Learning a new language is joyeux at French Institute Alliance Française (FIAF)! Enfants can enter at any skill level to learn more about French language and culture, both through a traditional class setting and through activities centered around book titles they know and love—like the Harry Potter series and The Little Prince— and participate in unusual workshops like fencing or circus performance. After lunch, kids are offered free time to hang with their new camp buddies. Last but not least, Fridays are for special events and field trips to adventure-worthy spots like the Museum of Natural History and Victoria Gardens amusement park, where kids test out their vocabulary. Très bien! Ages 5–10.
For 60 years, the Upper East Side’s favorite learning annex and community center, 92nd Street Y, has been making its summer pilgrimage to Rockland County to host a daily getaway.

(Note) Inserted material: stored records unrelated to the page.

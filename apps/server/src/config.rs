//! Application configuration.

use anyhow::Context;
use serde::{Deserialize, Serialize};
use spread_alerts::SessionConfig;
use spread_warehouse::RetryPolicy;
use std::path::{Path, PathBuf};
use std::time::Duration;

/// Application configuration, read from a JSON file.
#[derive(Debug, Clone, Default, Serialize, Deserialize)]
#[serde(default)]
pub struct AppConfig {
    pub store: StoreSettings,
    pub market_data: MarketDataSettings,
    pub sessions: SessionSettings,
    /// Directory for daily rolling log files. Console only when unset.
    pub log_dir: Option<PathBuf>,
}

impl AppConfig {
    /// Load from `path`. Returns `None` when the file does not exist.
    pub fn load(path: &Path) -> anyhow::Result<Option<Self>> {
        if !path.exists() {
            return Ok(None);
        }
        let raw = std::fs::read_to_string(path)
            .with_context(|| format!("failed to read config file {}", path.display()))?;
        let config = serde_json::from_str(&raw)
            .with_context(|| format!("malformed config file {}", path.display()))?;
        Ok(Some(config))
    }

    /// Apply `DATABASE_URL` / `DATABASE_FALLBACK_URL` overrides.
    pub fn apply_env(&mut self) {
        self.apply_overrides(
            std::env::var("DATABASE_URL").ok(),
            std::env::var("DATABASE_FALLBACK_URL").ok(),
        );
    }

    fn apply_overrides(&mut self, primary: Option<String>, fallback: Option<String>) {
        if let Some(url) = primary.filter(|u| !u.is_empty()) {
            self.store.primary_url = url;
        }
        if let Some(url) = fallback.filter(|u| !u.is_empty()) {
            self.store.fallback_url = Some(url);
        }
    }
}

/// Store connection settings.
#[derive(Debug, Clone, Serialize, Deserialize)]
#[serde(default)]
pub struct StoreSettings {
    pub primary_url: String,
    /// Retried with backoff when the primary is down. Defaults to the primary.
    pub fallback_url: Option<String>,
    pub max_connections: u32,
    pub initial_backoff_ms: u64,
    pub max_backoff_ms: u64,
    pub max_elapsed_secs: u64,
}

impl Default for StoreSettings {
    fn default() -> Self {
        Self {
            primary_url: "sqlite://spread-bot.db".to_string(),
            fallback_url: None,
            max_connections: 5,
            initial_backoff_ms: 500,
            max_backoff_ms: 60_000,
            max_elapsed_secs: 30 * 60,
        }
    }
}

impl From<&StoreSettings> for RetryPolicy {
    fn from(settings: &StoreSettings) -> Self {
        RetryPolicy {
            initial_interval: Duration::from_millis(settings.initial_backoff_ms),
            max_interval: Duration::from_millis(settings.max_backoff_ms),
            max_elapsed: Duration::from_secs(settings.max_elapsed_secs),
        }
    }
}

/// Market-data service endpoints.
#[derive(Debug, Clone, Serialize, Deserialize)]
#[serde(default)]
pub struct MarketDataSettings {
    /// Probed once at startup and used if it answers.
    pub local_endpoint: String,
    pub remote_endpoint: String,
    pub request_timeout_secs: u64,
}

impl Default for MarketDataSettings {
    fn default() -> Self {
        Self {
            local_endpoint: "http://localhost:8080/spot".to_string(),
            remote_endpoint: "http://spot-service:8080/spot".to_string(),
            request_timeout_secs: 30,
        }
    }
}

impl MarketDataSettings {
    pub fn request_timeout(&self) -> Duration {
        Duration::from_secs(self.request_timeout_secs)
    }
}

/// Session pool settings.
#[derive(Debug, Clone, Serialize, Deserialize)]
#[serde(default)]
pub struct SessionSettings {
    pub max_sessions: usize,
    pub poll_interval_secs: u64,
    pub fetch_timeout_secs: u64,
    /// Zero disables expiry.
    pub max_session_age_secs: u64,
    pub stop_grace_secs: u64,
}

impl Default for SessionSettings {
    fn default() -> Self {
        Self {
            max_sessions: 30,
            poll_interval_secs: 120,
            fetch_timeout_secs: 30,
            max_session_age_secs: 24 * 60 * 60,
            stop_grace_secs: 10,
        }
    }
}

impl From<&SessionSettings> for SessionConfig {
    fn from(settings: &SessionSettings) -> Self {
        SessionConfig {
            max_sessions: settings.max_sessions.max(1),
            poll_interval: Duration::from_secs(settings.poll_interval_secs.max(1)),
            fetch_timeout: Duration::from_secs(settings.fetch_timeout_secs.max(1)),
            max_age: (settings.max_session_age_secs > 0)
                .then(|| Duration::from_secs(settings.max_session_age_secs)),
            stop_grace: Duration::from_secs(settings.stop_grace_secs),
        }
    }
}
//! End-to-end refresh scenarios
//!
//! Each test drives the whole pipeline against the in-memory store:
//! aggregation, projection, banner rewriting, versioning, the outcomes
//! section and audit recording. These are intentionally "fat" compared to
//! unit tests: every scenario corresponds to an observable product
//! behavior rather than one function's contract.

use std::sync::Arc;
use waypoint_domain::{
    AgentConfig, Roadmap, SectionStatus, TenantId, TicketPack, UserId, VersionTag, WorkItemStatus,
};
use waypoint_refresh::{RefreshConfig, RefreshError, RefreshService};
use waypoint_store::{MemoryStore, RoadmapStore, SectionStore};
use waypoint_test_utils::{baseline_snapshots, sample_outcome, section, seed_portfolio, work_item};

fn memory_service(store: &Arc<MemoryStore>) -> RefreshService {
    RefreshService::from_memory(store)
}

/// The happy path: a fully seeded portfolio refreshes into a new roadmap
/// with projected section statuses, rewritten banners, an outcomes
/// section, and one audit event.
#[tokio::test]
async fn full_refresh_projects_and_audits() {
    let store = Arc::new(MemoryStore::new());
    let seeded = seed_portfolio(&store).await;
    let service = memory_service(&store);

    let outcome = service.refresh(seeded.tenant, seeded.roadmap).await.unwrap();

    // Source tagged v2.3, so the run reports v2.4
    assert_eq!(outcome.version, VersionTag::new(2, 4));
    assert_ne!(outcome.new_roadmap_id, seeded.roadmap);

    // The new row's lifecycle status is reset; the version tag is only
    // reported, never written back
    let new_row = store.fetch(outcome.new_roadmap_id).await.unwrap().unwrap();
    assert_eq!(new_row.status, "in_progress");
    assert_eq!(new_row.pilot_stage.as_deref(), Some("wave-1"));

    // The source row is untouched
    let source = store.fetch(seeded.roadmap).await.unwrap().unwrap();
    assert_eq!(source.status, "v2.3");

    let sections = store
        .list_for_roadmap(outcome.new_roadmap_id)
        .await
        .unwrap();
    assert_eq!(sections.len(), 4);

    // System 1 is fully done (2/2), system 2 half done (1/2), system 3
    // has no matching tickets and keeps its seeded Planned status
    assert_eq!(sections[0].status, SectionStatus::Implemented);
    assert!(sections[0]
        .content_markdown
        .starts_with("**Status:** ✅ Implemented (100% complete - 2/2 tickets)\n\n"));
    assert_eq!(sections[1].status, SectionStatus::InProgress);
    assert!(sections[1]
        .content_markdown
        .starts_with("**Status:** 🚧 In Progress (50% complete - 1/2 tickets)\n\n"));
    assert_eq!(sections[2].status, SectionStatus::Planned);
    assert!(sections[2]
        .content_markdown
        .starts_with("**Status:** 📋 Planned\n\n"));

    // Rewriting never stacks banners
    for copied in &sections[..3] {
        assert_eq!(copied.content_markdown.matches("**Status:**").count(), 1);
    }

    // The outcomes section is appended at number 10, forced Implemented
    let outcomes = &sections[3];
    assert_eq!(outcomes.section_number, 10);
    assert_eq!(outcomes.section_name, "Outcomes & Learning");
    assert_eq!(outcomes.status, SectionStatus::Implemented);
    assert!(outcomes.content_markdown.contains("| Metric | Baseline | Latest | Change |"));

    // One audit event, carrying the run's shape
    let events = store.audit_events();
    assert_eq!(events.len(), 1);
    let event = &events[0];
    assert_eq!(event.action, "roadmap_refresh");
    assert_eq!(event.source_roadmap, seeded.roadmap);
    assert_eq!(event.new_roadmap, outcome.new_roadmap_id);
    assert_eq!(event.version, VersionTag::new(2, 4));
    assert_eq!(event.section_count, 4);
    assert!(event.outcomes_included);
}

/// Refresh is append-only and deliberately not idempotent: each run
/// inserts a fresh roadmap row. The source row is never mutated, so the
/// re-derived version tag is the same each time while the identity is
/// always new.
#[tokio::test]
async fn sequential_refreshes_append_new_versions() {
    let store = Arc::new(MemoryStore::new());
    let seeded = seed_portfolio(&store).await;
    let service = memory_service(&store);

    let first = service.refresh(seeded.tenant, seeded.roadmap).await.unwrap();
    let second = service.refresh(seeded.tenant, seeded.roadmap).await.unwrap();

    assert_ne!(first.new_roadmap_id, second.new_roadmap_id);
    assert_eq!(first.version, VersionTag::new(2, 4));
    assert_eq!(second.version, VersionTag::new(2, 4));

    // Source + two new versions
    assert_eq!(store.roadmap_count(), 3);
    assert_eq!(store.audit_events().len(), 2);
}

/// A missing ticket pack is a hard precondition failure.
#[tokio::test]
async fn refresh_without_pack_fails() {
    let store = Arc::new(MemoryStore::new());
    let tenant = TenantId::new();
    let roadmap = Roadmap::new(tenant, UserId::new());
    let roadmap_id = roadmap.id;
    store.insert(roadmap).await.unwrap();

    let err = memory_service(&store)
        .refresh(tenant, roadmap_id)
        .await
        .unwrap_err();
    assert!(matches!(err, RefreshError::PackNotFound { .. }));
    assert!(err.is_not_found());

    // Nothing was written
    assert_eq!(store.roadmap_count(), 1);
    assert!(store.audit_events().is_empty());
}

/// A pack without a roadmap row fails after aggregation, before any write.
#[tokio::test]
async fn refresh_without_roadmap_row_fails() {
    let store = Arc::new(MemoryStore::new());
    let tenant = TenantId::new();
    let roadmap_id = waypoint_domain::RoadmapId::new();
    store.seed_pack(TicketPack::new(tenant, roadmap_id, "orphan pack"));

    let err = memory_service(&store)
        .refresh(tenant, roadmap_id)
        .await
        .unwrap_err();
    assert!(matches!(err, RefreshError::RoadmapNotFound(id) if id == roadmap_id));
    assert_eq!(store.roadmap_count(), 0);
}

/// An empty ticket pack produces an empty aggregation, and every section
/// keeps its pre-existing status: no group ever matches, and the
/// projector refuses to downgrade on missing data.
#[tokio::test]
async fn empty_pack_preserves_section_statuses() {
    let store = Arc::new(MemoryStore::new());
    let tenant = TenantId::new();
    let roadmap = Roadmap::new(tenant, UserId::new()).with_status("v1.0");
    let roadmap_id = roadmap.id;
    store.insert(roadmap).await.unwrap();

    store
        .upsert(section(roadmap_id, 1, "Intake").with_status(SectionStatus::Implemented))
        .await
        .unwrap();
    store
        .upsert(section(roadmap_id, 2, "Triage").with_status(SectionStatus::InProgress))
        .await
        .unwrap();
    store.seed_pack(TicketPack::new(tenant, roadmap_id, "empty pack"));

    let outcome = memory_service(&store)
        .refresh(tenant, roadmap_id)
        .await
        .unwrap();

    let sections = store
        .list_for_roadmap(outcome.new_roadmap_id)
        .await
        .unwrap();
    assert_eq!(sections.len(), 2);
    assert_eq!(sections[0].status, SectionStatus::Implemented);
    assert_eq!(sections[1].status, SectionStatus::InProgress);

    // Banners are still rewritten, without a completion suffix
    assert!(sections[0]
        .content_markdown
        .starts_with("**Status:** ✅ Implemented\n\n"));
}

/// A regressed pack moves previously implemented sections backward;
/// there is no terminal state.
#[tokio::test]
async fn completion_regression_moves_sections_backward() {
    let store = Arc::new(MemoryStore::new());
    let tenant = TenantId::new();
    let roadmap = Roadmap::new(tenant, UserId::new());
    let roadmap_id = roadmap.id;
    store.insert(roadmap).await.unwrap();
    store
        .upsert(section(roadmap_id, 1, "Intake").with_status(SectionStatus::Implemented))
        .await
        .unwrap();

    let pack = TicketPack::new(tenant, roadmap_id, "reopened work");
    let pack_id = pack.id;
    store.seed_pack(pack);
    store.seed_item(work_item(pack_id, "T1.1", WorkItemStatus::Done));
    store.seed_item(work_item(pack_id, "T1.2", WorkItemStatus::InProgress));

    let outcome = memory_service(&store)
        .refresh(tenant, roadmap_id)
        .await
        .unwrap();
    let sections = store
        .list_for_roadmap(outcome.new_roadmap_id)
        .await
        .unwrap();
    assert_eq!(sections[0].status, SectionStatus::InProgress);
}

/// An unparseable version tag falls back to v1.0, so the first refresh
/// reports v1.1.
#[tokio::test]
async fn unparseable_version_defaults_to_v1_1() {
    let store = Arc::new(MemoryStore::new());
    let tenant = TenantId::new();
    let roadmap = Roadmap::new(tenant, UserId::new()).with_status("draft");
    let roadmap_id = roadmap.id;
    store.insert(roadmap).await.unwrap();
    store.seed_pack(TicketPack::new(tenant, roadmap_id, "pack"));

    let outcome = memory_service(&store)
        .refresh(tenant, roadmap_id)
        .await
        .unwrap();
    assert_eq!(outcome.version, VersionTag::new(1, 1));
}

/// With an outcome but a single snapshot, the two-snapshot minimum holds
/// and no outcomes section is generated.
#[tokio::test]
async fn single_snapshot_skips_outcomes_section() {
    let store = Arc::new(MemoryStore::new());
    let tenant = TenantId::new();
    let roadmap = Roadmap::new(tenant, UserId::new());
    let roadmap_id = roadmap.id;
    store.insert(roadmap).await.unwrap();
    store.upsert(section(roadmap_id, 1, "Intake")).await.unwrap();
    store.seed_pack(TicketPack::new(tenant, roadmap_id, "pack"));

    let (baseline, _) = baseline_snapshots(tenant, roadmap_id);
    store.seed_snapshot(baseline);
    store.seed_outcome(sample_outcome(tenant, roadmap_id));
    store.seed_agent_config(AgentConfig::new(tenant, "Roadmap Copilot"));

    let outcome = memory_service(&store)
        .refresh(tenant, roadmap_id)
        .await
        .unwrap();

    let sections = store
        .list_for_roadmap(outcome.new_roadmap_id)
        .await
        .unwrap();
    assert_eq!(sections.len(), 1);
    assert!(sections.iter().all(|s| s.section_number != 10));

    let events = store.audit_events();
    assert_eq!(events.len(), 1);
    assert!(!events[0].outcomes_included);
    assert_eq!(events[0].section_count, 1);
}

/// Tenants without an agent configuration get no audit trail, and that
/// is not an error.
#[tokio::test]
async fn missing_agent_config_skips_audit_silently() {
    let store = Arc::new(MemoryStore::new());
    let tenant = TenantId::new();
    let roadmap = Roadmap::new(tenant, UserId::new());
    let roadmap_id = roadmap.id;
    store.insert(roadmap).await.unwrap();
    store.seed_pack(TicketPack::new(tenant, roadmap_id, "pack"));

    let outcome = memory_service(&store)
        .refresh(tenant, roadmap_id)
        .await
        .unwrap();

    assert_eq!(outcome.version, VersionTag::new(1, 1));
    assert!(store.audit_events().is_empty());
}

/// Configuration moves the outcomes section without touching the rest of
/// the pipeline.
#[tokio::test]
async fn config_overrides_outcomes_placement() {
    let store = Arc::new(MemoryStore::new());
    let seeded = seed_portfolio(&store).await;
    let service = RefreshService::from_memory(&store).with_config(
        RefreshConfig::new()
            .with_outcomes_section_number(99)
            .with_outcomes_section_name("Retrospective"),
    );

    let outcome = service.refresh(seeded.tenant, seeded.roadmap).await.unwrap();
    let sections = store
        .list_for_roadmap(outcome.new_roadmap_id)
        .await
        .unwrap();
    let last = sections.last().unwrap();
    assert_eq!(last.section_number, 99);
    assert_eq!(last.section_name, "Retrospective");
}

Kids take the bus (pickup locations in Manhattan and Brooklyn) to the nearby suburb for sports (tennis, soccer, yoga and more) and art projects (jewelry making, painting, etc.). When possible, the camp applies a STEM angle to unexpected subjects: For example, children learn about circumference while shooting hoops during basketball. While kids can further test their minds in fun and exciting ways with coding and Lego robotics, and they can dare themselves to new heights with the climbing wall and zip line or by taking a trip down a waterslide into one of the three pools. As one famous amphibious New Yorker said: “Cowabunga!” Ages 5–15.
This traditional, urban day camp has provided memorable summers to Brooklyn kids for 25 years and counting, encouraging them to really explore their borough. Any activity that campers could dream of is offered here, whether they’re outdoorsy types who are into nature walks, social butterflies who enjoy interactive exercises or creatives who love crafts, music and dance. Kids are grouped by age for full days of amusement, with specialized options like Circus Camp and Sports Academy. In addition to on-site programming, campers also venture out to Prospect Park and nearby pools, ballparks and museums. Senior campers get the special treat of an overnight trip to Club Getaway in the Berkshires. Shuttle bus service is available from locations in Brooklyn for an additional fee. Ages 3–16.